Door Wilhelm Schmid op 19 maart 2013

01-2004 Filosofie magazine Lees het magazine
Geen autoriteit, geen dominee of politieke partij zal ons nog vertellen hoe we moeten leven; de moderne mens moet zichzelf zien te redden. De Berlijnse denker Wilhelm Schmid bespreekt deze condition humaine. Aflevering 4: ‘Mag je van jezelf houden?

Dit artikel is exclusief voor abonnees

Dit artikel op Filosofie.nl is alleen toegankelijk voor abonnees. Met liefde en zorg werken wij iedere dag weer aan de beste verhalen over filosofie. Steun ons door lid te worden voor maar €4,99 per maand. Log in om als abonnee direct verder te kunnen lezen of sluit een abonnement af.

‘Heb u naaste lief zoals uzelf’, stelt de bijbel.
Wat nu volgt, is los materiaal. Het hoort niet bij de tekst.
pub mod ac3d;
pub mod byte_stream;
pub mod c_exports;
pub mod convert;
pub mod dump;
pub mod error;
pub mod kn5;
pub mod knh;
pub mod material;
pub mod matrix;
pub mod node;
pub mod pruner;
pub mod textures;

#[cfg(test)]
mod test_util;

pub use error::{Kn5Error, Result};
pub use kn5::{read_kn5, read_kn5_from_bytes, Model, Texture};
pub use matrix::Matrix;
pub use node::{Node, NodeKind, NodeType};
Maar hoe is deze liefde voor zichzelf te onderscheiden van narcisme en egoïsme?Kent u die verleiding? Een beetje zelfliefde? Is het verkeerd om enige genegenheid voor jezelf te koesteren? Misschien zou het beter zijn om van zelfvriendschap te spreken – dat klinkt tenminste niet zo egoïstisch. Zelfliefde kun je immers, net als vriendschap, beschouwen als een verhouding tussen gelijke interesses en wensen, of zelfs als tegenstrijdigheden en contrasten in je diepste kern. Wie vriendschap met zichzelf wil sluiten, dient zijn innerlijke ruzies bij te leggen om ze, in het ideale geval, samen te voegen tot een positieve en spanningsvolle harmonie. Strijdige aspecten kunnen ondanks alles vriendschap sluiten en een creatieve spanning ontlenen aan hun verhouding tot elkaar. Dat gebeurt met denken en voelen, botsende gedachten en gevoelens zoals angst en nieuwsgierigheid, hoop en teleurstelling, liefde en haat, tederheid en woede, onverstoorbaarheid en vrees, vrijheidsdrang en behoefte aan bindingen, mannelijke en vrouwelijke kanten in dezelfde persoon verenigd. Zelfvriendschap betekent ook: bevriend raken met de eigen stemmingen, waaraan niet te ontsnappen valt.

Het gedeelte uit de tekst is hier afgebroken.